> [WORK TO BE COMPLETED] Could you show all lines in the entries below that contain the string "UserSummary"?

*** Block opens ***

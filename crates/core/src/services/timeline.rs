//! Timeline assembly: the home feed read model.

use serde::Serialize;
use universe_common::AppResult;
use universe_db::repositories::{FollowingRepository, PostRepository, UserRepository};

use crate::services::directory::{UserDirectory, UserSummary};
use crate::services::post::{PostService, PostView};
use crate::services::story::{StoryService, StoryUser};

/// Largest page of posts one request may ask for.
pub const MAX_FEED_LIMIT: u64 = 100;

/// Number of suggested users returned.
const SUGGESTION_LIMIT: u64 = 5;

/// Everything the home page needs.
#[derive(Debug, Clone, Serialize)]
#[serde(rename_all = "camelCase")]
pub struct Timeline {
    pub posts: Vec<PostView>,
    pub story_users: Vec<StoryUser>,
    pub suggested_users: Vec<UserSummary>,
}

/// Timeline service for business logic.
#[derive(Clone)]
pub struct TimelineService {
    post_repo: PostRepository,
    following_repo: FollowingRepository,
    user_repo: UserRepository,
    directory: UserDirectory,
    posts: PostService,
    stories: StoryService,
}

impl TimelineService {
    /// Create a new timeline service.
    #[must_use]
    pub const fn new(
        post_repo: PostRepository,
        following_repo: FollowingRepository,
        user_repo: UserRepository,
        directory: UserDirectory,
        posts: PostService,
        stories: StoryService,
    ) -> Self {
        Self {
            post_repo,
            following_repo,
            user_repo,
            directory,
            posts,
            stories,
        }
    }

    /// Assemble the feed for `viewer_id`.
    ///
    /// Posts are authored by the viewer or someone they follow, newest first.
    /// `until_id` walks back through older posts, `since_id` fetches newer ones.
    pub async fn feed(
        &self,
        viewer_id: &str,
        limit: u64,
        until_id: Option<&str>,
        since_id: Option<&str>,
    ) -> AppResult<Timeline> {
        let mut authors = self.following_repo.followee_ids(viewer_id).await?;
        authors.push(viewer_id.to_string());

        let posts = self
            .post_repo
            .find_by_authors(&authors, limit.clamp(1, MAX_FEED_LIMIT), until_id, since_id)
            .await?;
        let posts = self.posts.annotate(posts, Some(viewer_id)).await?;

        let story_users = self.stories.story_users(viewer_id, &authors).await?;
        let suggested_users = self.suggested_users(&authors).await?;

        Ok(Timeline {
            posts,
            story_users,
            suggested_users,
        })
    }

    /// Up to five users the viewer does not follow, most followed first.
    ///
    /// Falls back to the newest users when the ranking comes back empty.
    async fn suggested_users(&self, exclude_ids: &[String]) -> AppResult<Vec<UserSummary>> {
        let ranked = self
            .following_repo
            .most_followed(exclude_ids, SUGGESTION_LIMIT)
            .await?;

        if ranked.is_empty() {
            let newest = self
                .user_repo
                .find_newest_excluding(exclude_ids, SUGGESTION_LIMIT)
                .await?;
            let mut result = Vec::with_capacity(newest.len());
            for u in &newest {
                result.push(self.directory.summary_of(u).await?);
            }
            return Ok(result);
        }

        let ids: Vec<String> = ranked.into_iter().map(|r| r.user_id).collect();
        let mut summaries = self.directory.summaries(&ids).await?;
        Ok(ids.iter().filter_map(|id| summaries.remove(id)).collect())
    }
}

#[cfg(test)]
#[allow(clippy::unwrap_used)]
mod tests {
    use super::*;
    use crate::services::directory::test_support::{empty_db, user};
    use crate::services::notification::NotificationService;
    use chrono::{Duration, Utc};
    use sea_orm::{DatabaseBackend, DatabaseConnection, MockDatabase};
    use std::collections::BTreeMap;
    use std::sync::Arc;
    use universe_db::entities::{post, profile, story};
    use universe_db::repositories::{
        CommentRepository, NotificationRepository, PostLikeRepository, ProfileRepository,
        StoryRepository,
    };

    struct Dbs {
        posts: Arc<DatabaseConnection>,
        likes: Arc<DatabaseConnection>,
        comments: Arc<DatabaseConnection>,
        following: Arc<DatabaseConnection>,
        stories: Arc<DatabaseConnection>,
        users: Arc<DatabaseConnection>,
        directory_users: Arc<DatabaseConnection>,
        directory_profiles: Arc<DatabaseConnection>,
    }

    fn service(dbs: Dbs) -> TimelineService {
        let directory = UserDirectory::new(
            UserRepository::new(dbs.directory_users),
            ProfileRepository::new(dbs.directory_profiles),
        );
        let posts = PostService::new(
            PostRepository::new(dbs.posts.clone()),
            PostLikeRepository::new(dbs.likes),
            CommentRepository::new(dbs.comments),
            directory.clone(),
            NotificationService::new(NotificationRepository::new(empty_db()), directory.clone()),
        );
        let stories = StoryService::new(
            StoryRepository::new(dbs.stories),
            FollowingRepository::new(empty_db()),
            UserRepository::new(empty_db()),
            directory.clone(),
        );
        TimelineService::new(
            PostRepository::new(dbs.posts),
            FollowingRepository::new(dbs.following),
            UserRepository::new(dbs.users),
            directory,
            posts,
            stories,
        )
    }

    fn create_test_story(id: &str, author: &str, minutes_ago: i64) -> story::Model {
        let created = Utc::now().fixed_offset() - Duration::minutes(minutes_ago);
        story::Model {
            id: id.to_string(),
            author_id: author.to_string(),
            image_url: Some("https://cdn.example.com/s.png".to_string()),
            video_url: None,
            caption: None,
            duration: 5,
            background_color: String::new(),
            created_at: created,
            expires_at: story::Model::expiry_for(created),
        }
    }

    fn create_test_post(id: &str, author_id: &str, minutes_ago: i64) -> post::Model {
        post::Model {
            id: id.to_string(),
            author_id: author_id.to_string(),
            content: format!("post by {author_id}"),
            image_url: None,
            created_at: (Utc::now() - Duration::minutes(minutes_ago)).into(),
            updated_at: None,
        }
    }

    fn grouped_count(key: &str, count: i64) -> BTreeMap<&'static str, sea_orm::Value> {
        maplit::btreemap! {
            "key" => sea_orm::Value::from(key),
            "count" => sea_orm::Value::BigInt(Some(count)),
        }
    }

    fn followee_row(id: &str) -> BTreeMap<&'static str, sea_orm::Value> {
        maplit::btreemap! { "followee_id" => sea_orm::Value::from(id) }
    }

    fn no_rows() -> Vec<BTreeMap<&'static str, sea_orm::Value>> {
        Vec::new()
    }

    #[tokio::test]
    async fn test_feed_with_no_posts_falls_back_to_newest_users() {
        let dbs = Dbs {
            posts: Arc::new(
                MockDatabase::new(DatabaseBackend::Postgres)
                    .append_query_results([Vec::<post::Model>::new()])
                    .into_connection(),
            ),
            likes: empty_db(),
            comments: empty_db(),
            following: Arc::new(
                MockDatabase::new(DatabaseBackend::Postgres)
                    .append_query_results([no_rows()])
                    .append_query_results([no_rows()])
                    .into_connection(),
            ),
            stories: Arc::new(
                MockDatabase::new(DatabaseBackend::Postgres)
                    .append_query_results([Vec::<story::Model>::new()])
                    .into_connection(),
            ),
            users: Arc::new(
                MockDatabase::new(DatabaseBackend::Postgres)
                    .append_query_results([[user("carol", "carol")]])
                    .into_connection(),
            ),
            directory_users: Arc::new(MockDatabase::new(DatabaseBackend::Postgres).into_connection()),
            directory_profiles: Arc::new(
                MockDatabase::new(DatabaseBackend::Postgres)
                    .append_query_results([Vec::<profile::Model>::new()])
                    .into_connection(),
            ),
        };

        let timeline = service(dbs).feed("alice", 20, None, None).await.unwrap();

        assert!(timeline.posts.is_empty());
        assert!(timeline.story_users.is_empty());
        assert_eq!(timeline.suggested_users.len(), 1);
        assert_eq!(timeline.suggested_users[0].username, "carol");
    }

    #[tokio::test]
    async fn test_story_users_group_by_author_with_own_first() {
        let dbs = Dbs {
            posts: Arc::new(
                MockDatabase::new(DatabaseBackend::Postgres)
                    .append_query_results([Vec::<post::Model>::new()])
                    .into_connection(),
            ),
            likes: empty_db(),
            comments: empty_db(),
            following: Arc::new(
                MockDatabase::new(DatabaseBackend::Postgres)
                    .append_query_results([[followee_row("bob")]])
                    .append_query_results([[maplit::btreemap! {
                        "user_id" => sea_orm::Value::from("carol"),
                        "follower_count" => sea_orm::Value::BigInt(Some(3)),
                    }]])
                    .into_connection(),
            ),
            stories: Arc::new(
                MockDatabase::new(DatabaseBackend::Postgres)
                    .append_query_results([[
                        create_test_story("s1", "bob", 50),
                        create_test_story("s2", "alice", 40),
                        create_test_story("s3", "bob", 10),
                    ]])
                    .into_connection(),
            ),
            users: empty_db(),
            directory_users: Arc::new(
                MockDatabase::new(DatabaseBackend::Postgres)
                    .append_query_results([[user("alice", "alice"), user("bob", "bob")]])
                    .append_query_results([[user("carol", "carol")]])
                    .into_connection(),
            ),
            directory_profiles: Arc::new(
                MockDatabase::new(DatabaseBackend::Postgres)
                    .append_query_results([Vec::<profile::Model>::new()])
                    .append_query_results([Vec::<profile::Model>::new()])
                    .into_connection(),
            ),
        };

        let timeline = service(dbs).feed("alice", 20, None, None).await.unwrap();

        assert_eq!(timeline.story_users.len(), 2);
        assert!(timeline.story_users[0].is_own);
        let bob = &timeline.story_users[1];
        assert_eq!(bob.user.username, "bob");
        assert_eq!(bob.story_count, 2);
        assert_eq!(bob.latest_story.id, "s3");

        assert_eq!(timeline.suggested_users.len(), 1);
        assert_eq!(timeline.suggested_users[0].id, "carol");
    }

    #[tokio::test]
    async fn test_feed_shows_own_and_followed_posts_with_like_state() {
        let posts = Arc::new(
            MockDatabase::new(DatabaseBackend::Postgres)
                .append_query_results([[
                    create_test_post("p3", "bob", 5),
                    create_test_post("p2", "alice", 30),
                ]])
                .into_connection(),
        );
        let dbs = Dbs {
            posts: posts.clone(),
            likes: Arc::new(
                MockDatabase::new(DatabaseBackend::Postgres)
                    .append_query_results([[grouped_count("p3", 2)]])
                    .append_query_results([[maplit::btreemap! {
                        "post_id" => sea_orm::Value::from("p3"),
                    }]])
                    .into_connection(),
            ),
            comments: Arc::new(
                MockDatabase::new(DatabaseBackend::Postgres)
                    .append_query_results([[grouped_count("p2", 1)]])
                    .into_connection(),
            ),
            following: Arc::new(
                MockDatabase::new(DatabaseBackend::Postgres)
                    .append_query_results([[followee_row("bob")]])
                    .append_query_results([[maplit::btreemap! {
                        "user_id" => sea_orm::Value::from("carol"),
                        "follower_count" => sea_orm::Value::BigInt(Some(0)),
                    }]])
                    .into_connection(),
            ),
            stories: Arc::new(
                MockDatabase::new(DatabaseBackend::Postgres)
                    .append_query_results([Vec::<story::Model>::new()])
                    .into_connection(),
            ),
            users: empty_db(),
            directory_users: Arc::new(
                MockDatabase::new(DatabaseBackend::Postgres)
                    .append_query_results([[user("alice", "alice"), user("bob", "bob")]])
                    .append_query_results([[user("carol", "carol")]])
                    .into_connection(),
            ),
            directory_profiles: Arc::new(
                MockDatabase::new(DatabaseBackend::Postgres)
                    .append_query_results([Vec::<profile::Model>::new()])
                    .append_query_results([Vec::<profile::Model>::new()])
                    .into_connection(),
            ),
        };

        let timeline = service(dbs).feed("alice", 20, None, None).await.unwrap();

        let ids: Vec<&str> = timeline.posts.iter().map(|p| p.id.as_str()).collect();
        assert_eq!(ids, ["p3", "p2"]);
        assert!(timeline.posts[0].created_at > timeline.posts[1].created_at);

        let bobs = &timeline.posts[0];
        assert_eq!(bobs.author.username, "bob");
        assert_eq!(bobs.like_count, 2);
        assert_eq!(bobs.comment_count, 0);
        assert!(bobs.liked);

        let own = &timeline.posts[1];
        assert_eq!(own.author.username, "alice");
        assert_eq!(own.like_count, 0);
        assert_eq!(own.comment_count, 1);
        assert!(!own.liked);

        assert_eq!(timeline.suggested_users.len(), 1);
        assert_eq!(timeline.suggested_users[0].id, "carol");

        let log = Arc::try_unwrap(posts).unwrap().into_transaction_log();
        assert_eq!(log.len(), 1);
        let select = &log[0].statements()[0];
        assert!(select.sql.contains(r#""post"."author_id" IN ($1, $2)"#));
        let values = &select.values.as_ref().unwrap().0;
        assert!(values.contains(&sea_orm::Value::from("bob")));
        assert!(values.contains(&sea_orm::Value::from("alice")));
        assert!(!values.contains(&sea_orm::Value::from("carol")));
    }
}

*** Block closes ***

> [SOLUTION TO THE EXERCISE]
use crate::services::directory::{UserDirectory, UserSummary};
    pub suggested_users: Vec<UserSummary>,
    async fn suggested_users(&self, exclude_ids: &[String]) -> AppResult<Vec<UserSummary>> {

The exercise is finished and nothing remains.